Pressure builds for new UN sanctions on North Korea after nuke test
New test, the country's 5th, resulted in a blast more powerful than Hiroshima bomb
The United States, Britain and France pushed the United Nations Security Council on Friday to impose new sanctions on North Korea over its fifth and biggest nuclear test as the 15-member council condemned the move by Pyongyang.
North Korea conducted the nuclear test on Friday and said it had mastered the ability to mount a warhead on a ballistic
missile, ratcheting up a threat that its rivals and the United Nations have been powerless to contain.
"North Korea is seeking to perfect its nuclear weapons and their delivery vehicles so they can hold the region and the
world hostage under threat of nuclear strike," U.S. Ambassador Samantha Power told reporters ahead of the council meeting.
"We will take additional significant steps, including new sanctions to demonstrate to North Korea that there are
consequences to its unlawful and dangerous actions," Power said.
Minister of Foreign Affairs Stéphane Dion also released a statement Friday saying that the test was a direct threat to international security. "Canada condemns in the strongest terms North Korea's announced detonation of a nuclear warhead," Dion said. "We call upon North Korea to comply with its international obligations, take concrete steps toward denuclearization and re-engage in meaningful negotiations for a peaceful political solution."
Dion expressed support for South Korea and Japan, saying Canada "will examine further actions, in concert with the international community, in response to North Korea's behaviour."
UN Security Council condemns test
North Korea has been under UN sanctions since 2006. In March, the Security Council tightened sanctions to further
isolate the impoverished country after its fourth nuclear test in January and a long-range rocket launch in February.
The Security Council condemned Friday's test, calling it "a clear violation and in flagrant disregard" of previous resolutions and of the nonproliferation regime.
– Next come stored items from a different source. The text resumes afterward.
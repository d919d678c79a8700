//! Process-wide model context.
//!
//! The tagger, embedding backend, and topic model are heavyweight
//! collaborators constructed once at startup and passed into the orchestrator
//! explicitly. No runtime mutation, no hidden singletons.

use std::sync::Arc;

use review_clusters_core::stubs::{FrequencyTopicModel, HashEmbeddingBackend, WhitespaceTagger};
use review_clusters_core::traits::{EmbeddingBackend, Tagger, TopicModel};

/// Shared model collaborators for pipeline runs.
#[derive(Clone)]
pub struct PipelineContext {
    pub tagger: Arc<dyn Tagger>,
    pub embedder: Arc<dyn EmbeddingBackend>,
    pub topic_model: Arc<dyn TopicModel>,
    /// Seed for clustering reproducibility.
    pub seed: u64,
}

impl PipelineContext {
    pub fn new(
        tagger: Arc<dyn Tagger>,
        embedder: Arc<dyn EmbeddingBackend>,
        topic_model: Arc<dyn TopicModel>,
        seed: u64,
    ) -> Self {
        Self {
            tagger,
            embedder,
            topic_model,
            seed,
        }
    }

    /// Context wired entirely with deterministic stub collaborators.
    pub fn stub(seed: u64) -> Self {
        Self::new(
            Arc::new(WhitespaceTagger::new()),
            Arc::new(HashEmbeddingBackend::new()),
            Arc::new(FrequencyTopicModel),
            seed,
        )
    }
}
//! Sentence batch clustering over a pluggable embedding backend.

use tracing::debug;

use crate::error::EngineResult;
use crate::traits::EmbeddingBackend;

use super::error::ClusteringError;
use super::kmeans::KMeans;
use super::method::{ClusterMethod, EmbeddingMethod};

/// One clustering request: a batch of lemma sequences and the parsed method
/// selection.
///
/// Methods arrive already parsed; name validation happened before any
/// sentence retrieval (fail-fast contract).
#[derive(Debug)]
pub struct ClusterRequest<'a> {
    /// One lemma sequence per sentence.
    pub lemma_sequences: &'a [Vec<String>],
    /// Requested partition count.
    pub cluster_count: usize,
    pub embedding_method: EmbeddingMethod,
    pub cluster_method: ClusterMethod,
}

/// Converts a sentence batch into vectors and partitions it.
///
/// Returns one label per input sentence, each in `[0, cluster_count)`; fewer
/// distinct labels appear if the clustering collapses.
pub struct EmbeddingClusterer<'a> {
    backend: &'a dyn EmbeddingBackend,
    seed: u64,
}

impl<'a> EmbeddingClusterer<'a> {
    /// Create a clusterer over a shared embedding backend.
    pub fn new(backend: &'a dyn EmbeddingBackend, seed: u64) -> Self {
        Self { backend, seed }
    }

    /// Cluster a batch of sentences.
    ///
    /// # Errors
    ///
    /// - `InvalidConfig` when `cluster_count` exceeds the sentence count
    /// - `PipelineFailure` for internal clustering faults
    pub fn cluster(&self, request: &ClusterRequest<'_>) -> EngineResult<Vec<usize>> {
        let vectors: Vec<Vec<f32>> = request
            .lemma_sequences
            .iter()
            .map(|lemmas| self.backend.embed(lemmas))
            .collect::<EngineResult<_>>()?;

        // Hold the backend to its advertised width before clustering.
        let expected = self.backend.dimensions();
        for vector in &vectors {
            if vector.len() != expected {
                return Err(ClusteringError::DimensionMismatch {
                    expected,
                    actual: vector.len(),
                }
                .into());
            }
        }

        let representation = match request.embedding_method {
            EmbeddingMethod::SentenceVectors => vectors,
            EmbeddingMethod::DistanceMatrix => distance_matrix(&vectors),
            EmbeddingMethod::SimilarityMatrix => similarity_matrix(&vectors),
        };

        debug!(
            sentences = request.lemma_sequences.len(),
            clusters = request.cluster_count,
            method = %request.embedding_method,
            model = self.backend.model_id(),
            "clustering sentence batch"
        );

        let labels = match request.cluster_method {
            ClusterMethod::KMeans => KMeans::new(request.cluster_count)
                .with_seed(self.seed)
                .fit_predict(&representation)?,
        };

        Ok(labels)
    }
}

/// Pairwise euclidean distance rows: sentence i is represented by its
/// distances to every sentence in the batch.
fn distance_matrix(vectors: &[Vec<f32>]) -> Vec<Vec<f32>> {
    vectors
        .iter()
        .map(|a| {
            vectors
                .iter()
                .map(|b| {
                    a.iter()
                        .zip(b)
                        .map(|(x, y)| (x - y).powi(2))
                        .sum::<f32>()
                        .sqrt()
                })
                .collect()
        })
        .collect()
}

/// Pairwise cosine similarity rows.
fn similarity_matrix(vectors: &[Vec<f32>]) -> Vec<Vec<f32>> {
    let norms: Vec<f32> = vectors
        .iter()
        .map(|v| v.iter().map(|x| x * x).sum::<f32>().sqrt())
        .collect();

    vectors
        .iter()
        .enumerate()
        .map(|(i, a)| {
            vectors
                .iter()
                .enumerate()
                .map(|(j, b)| {
                    let denom = norms[i] * norms[j];
                    if denom == 0.0 {
                        0.0
                    } else {
                        a.iter().zip(b).map(|(x, y)| x * y).sum::<f32>() / denom
                    }
                })
                .collect()
        })
        .collect()
}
In the unanimously adopted March resolution, the council expressed "its determination to take further significant measures in the event of a further DPRK (North Korea) nuclear test or launch."
"Weakness is simply not an option, North Korea will have to bear the consequences of its actions and provocations," French UN Ambassador Francois Delattre told reporters. "France calls for the adoption as soon as possible of a new resolution."
Russian UN Ambassador Vitaly Churkin told reporters: "I think we should condemn it first of all and then we will see
what we can do."
Pyongyang has also carried out a string of ballistic missile tests this year in defiance of U.N. sanctions, which have all
been condemned by the Security Council.
In the unanimously adopted March resolution, the council expressed "its determination to take further significant
measures in the event of a further DPRK (North Korea) nuclear test or launch."
'Brazen breach'
"First of all, there must be full implementation of the existing sanctions, secondly there could be additional names
added to the existing sanctions regime ... and thirdly there could be a tightening up and a strengthening of the sanctions regime," Rycroft told reporters ahead of the council meeting.
United Nations Secretary-General Ban Ki-moon condemned North Korea's nuclear test on Friday as a "brazen breach" of UN Security Council resolutions.
"I count on the Security Council to remain united and take appropriate action. We must urgently break this accelerating
spiral of escalation," he told reporters.